Laura doesn’t usually volunteer on Saturdays. She almost wasn’t there at all. But that morning, she had texted to see if an extra set of hands was needed and stopped in to help. She wasn’t assigned to donations. She just happened to be in the room.
The woman had come to donate quilts, some finished and some not. As Laura began helping sort through them, she sensed the donor’s hesitation. When she opened one quilt, a strip of fabric slipped out.
“It was clearly the binding,” Laura says.
The donor explained that her grandmother had done the hand embroidery, and her mother, a quilter, had planned to finish it. The quilt had sat on the back of her mother’s chair during hospice. Each time the donor visited, her mother would say, “I have to finish this. I have to finish.”
The binding, the final step that completes a quilt, had already been chosen. The fabric was there in the box. The intention was clear. Still, the quilt remained unfinished.
The donor, who didn’t sew, had taken it to several places looking for help. No one had a solution. She wasn’t sure whether to keep it, sell it, or let it go.
Laura, a quilter herself, gently offered to finish it. “This really should stay in your family,” she told her.
What made the moment especially meaningful was discovering that the binding fabric was exactly the right size. There was almost nothing left over. It was meant to be finished.
Laura brought the quilt home and completed it with care. When she met the donor again at the store, and she unfolded it, the donor cried.
“That was unfinished business,” Laura says simply. And now it wasn’t.

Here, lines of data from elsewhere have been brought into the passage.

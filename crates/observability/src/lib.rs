use std::sync::atomic::{AtomicU64, Ordering};
use std::sync::Arc;
use std::time::Duration;

use once_cell::sync::OnceCell;
use serde::Serialize;
use tracing_subscriber::EnvFilter;

static TRACING_INIT: OnceCell<()> = OnceCell::new();

#[derive(Debug, Default)]
pub struct AppMetrics {
    requests_total: AtomicU64,
    provider_calls_total: AtomicU64,
    provider_failures_total: AtomicU64,
    heuristic_total: AtomicU64,
    total_latency_millis: AtomicU64,
}

#[derive(Debug, Clone, PartialEq, Serialize)]
pub struct MetricsSnapshot {
    pub requests_total: u64,
    pub provider_calls_total: u64,
    pub provider_failures_total: u64,
    pub heuristic_total: u64,
    pub avg_latency_millis: f64,
}

impl AppMetrics {
    pub fn shared() -> Arc<Self> {
        Arc::new(Self::default())
    }

    pub fn inc_request(&self) {
        self.requests_total.fetch_add(1, Ordering::Relaxed);
    }

    pub fn inc_provider_call(&self) {
        self.provider_calls_total.fetch_add(1, Ordering::Relaxed);
    }

    pub fn inc_provider_failure(&self) {
        self.provider_failures_total.fetch_add(1, Ordering::Relaxed);
    }

    pub fn inc_heuristic(&self) {
        self.heuristic_total.fetch_add(1, Ordering::Relaxed);
    }

    pub fn observe_latency(&self, duration: Duration) {
        self.total_latency_millis
            .fetch_add(duration.as_millis() as u64, Ordering::Relaxed);
    }

    pub fn snapshot(&self) -> MetricsSnapshot {
        let requests = self.requests_total.load(Ordering::Relaxed);
        let latency = self.total_latency_millis.load(Ordering::Relaxed);

        MetricsSnapshot {
            requests_total: requests,
            provider_calls_total: self.provider_calls_total.load(Ordering::Relaxed),
            provider_failures_total: self.provider_failures_total.load(Ordering::Relaxed),
            heuristic_total: self.heuristic_total.load(Ordering::Relaxed),
            avg_latency_millis: if requests == 0 {
                0.0
            } else {
                latency as f64 / requests as f64
            },
        }
    }
}

pub fn init_tracing(service_name: &str) {
    TRACING_INIT.get_or_init(|| {
        let filter = EnvFilter::try_from_default_env().unwrap_or_else(|_| {
            EnvFilter::new(format!(
                "{}=info,labelscan_api=info,labelscan_dispatch=info,labelscan_provider=info",
                service_name
            ))
        });

        tracing_subscriber::fmt()
            .json()
            .with_env_filter(filter)
            .with_current_span(true)
            .with_span_list(true)
            .with_writer(std::io::stderr)
            .init();
    });
}
use std::env;
use std::time::Duration;

const DEFAULT_MODEL: &str = "gpt-4o";
const DEFAULT_BASE_URL: &str = "https://api.openai.com/v1";
const DEFAULT_CONNECT_TIMEOUT_SECONDS: u64 = 6;
const DEFAULT_TIMEOUT_SECONDS: u64 = 30;

#[derive(Clone)]
pub struct ProviderRuntimeConfig {
    pub api_key: String,
    pub model: String,
    pub base_url: String,
    pub connect_timeout: Duration,
    pub request_timeout: Duration,
    pub temperature: f32,
}

impl std::fmt::Debug for ProviderRuntimeConfig {
    fn fmt(&self, f: &mut std::fmt::Formatter<'_>) -> std::fmt::Result {
        f.debug_struct("ProviderRuntimeConfig")
            .field("api_key", &"<redacted>")
            .field("model", &self.model)
            .field("base_url", &self.base_url)
            .field("connect_timeout", &self.connect_timeout)
            .field("request_timeout", &self.request_timeout)
            .field("temperature", &self.temperature)
            .finish()
    }
}

impl ProviderRuntimeConfig {
    pub fn new(api_key: impl Into<String>) -> Self {
        Self {
            api_key: api_key.into(),
            model: DEFAULT_MODEL.to_string(),
            base_url: DEFAULT_BASE_URL.to_string(),
            connect_timeout: Duration::from_secs(DEFAULT_CONNECT_TIMEOUT_SECONDS),
            request_timeout: Duration::from_secs(DEFAULT_TIMEOUT_SECONDS),
            temperature: 0.2,
        }
    }

    /// `None` when no API key is set, which keeps the whole service on the
    /// local heuristic.
    pub fn from_env() -> Option<Self> {
        Self::from_lookup(|key| env::var(key).ok())
    }

    pub fn from_lookup(lookup: impl Fn(&str) -> Option<String>) -> Option<Self> {
        let api_key = lookup("LABELSCAN_OPENAI_API_KEY")
            .or_else(|| lookup("OPENAI_API_KEY"))
            .map(|value| value.trim().to_string())
            .filter(|value| !value.is_empty())?;

        let mut config = Self::new(api_key);
        if let Some(model) = non_empty(lookup("LABELSCAN_OPENAI_MODEL")) {
            config.model = model;
        }
        if let Some(base_url) = non_empty(lookup("LABELSCAN_OPENAI_BASE_URL")) {
            config.base_url = base_url.trim_end_matches('/').to_string();
        }
        config.connect_timeout = Duration::from_secs(
            lookup("LABELSCAN_PROVIDER_CONNECT_TIMEOUT_SECONDS")
                .and_then(|value| value.trim().parse::<u64>().ok())
                .unwrap_or(DEFAULT_CONNECT_TIMEOUT_SECONDS),
        );
        config.request_timeout = Duration::from_secs(
            lookup("LABELSCAN_PROVIDER_TIMEOUT_SECONDS")
                .and_then(|value| value.trim().parse::<u64>().ok())
                .unwrap_or(DEFAULT_TIMEOUT_SECONDS),
        );

        Some(config)
    }

    pub fn completions_url(&self) -> String {
        format!("{}/chat/completions", self.base_url.trim_end_matches('/'))
    }
}

fn non_empty(value: Option<String>) -> Option<String> {
    value
        .map(|value| value.trim().to_string())
        .filter(|value| !value.is_empty())
}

For Laura, the moment carried its own quiet weight. Quilting is something Laura shares with her own mother. It’s a skill passed down later in life, one that brought them together after loss. Standing there in the donation room, she understood what finishing the piece could mean.
Scraps & Skeins is often where people bring the collections of lifelong quilters, knitters, and crafters. Some donations arrive neatly finished. Others are fragments of a creative life. Laura says she sees it often; the weight people carry when they walk through the door.
“It’s a place for them to bring their grief,” she says. “We’re a safe place because it will be honored.”
Scraps & Skeins is more than a creative reuse store. It is a community where people bring what matters to them, trusting it will be treated with care.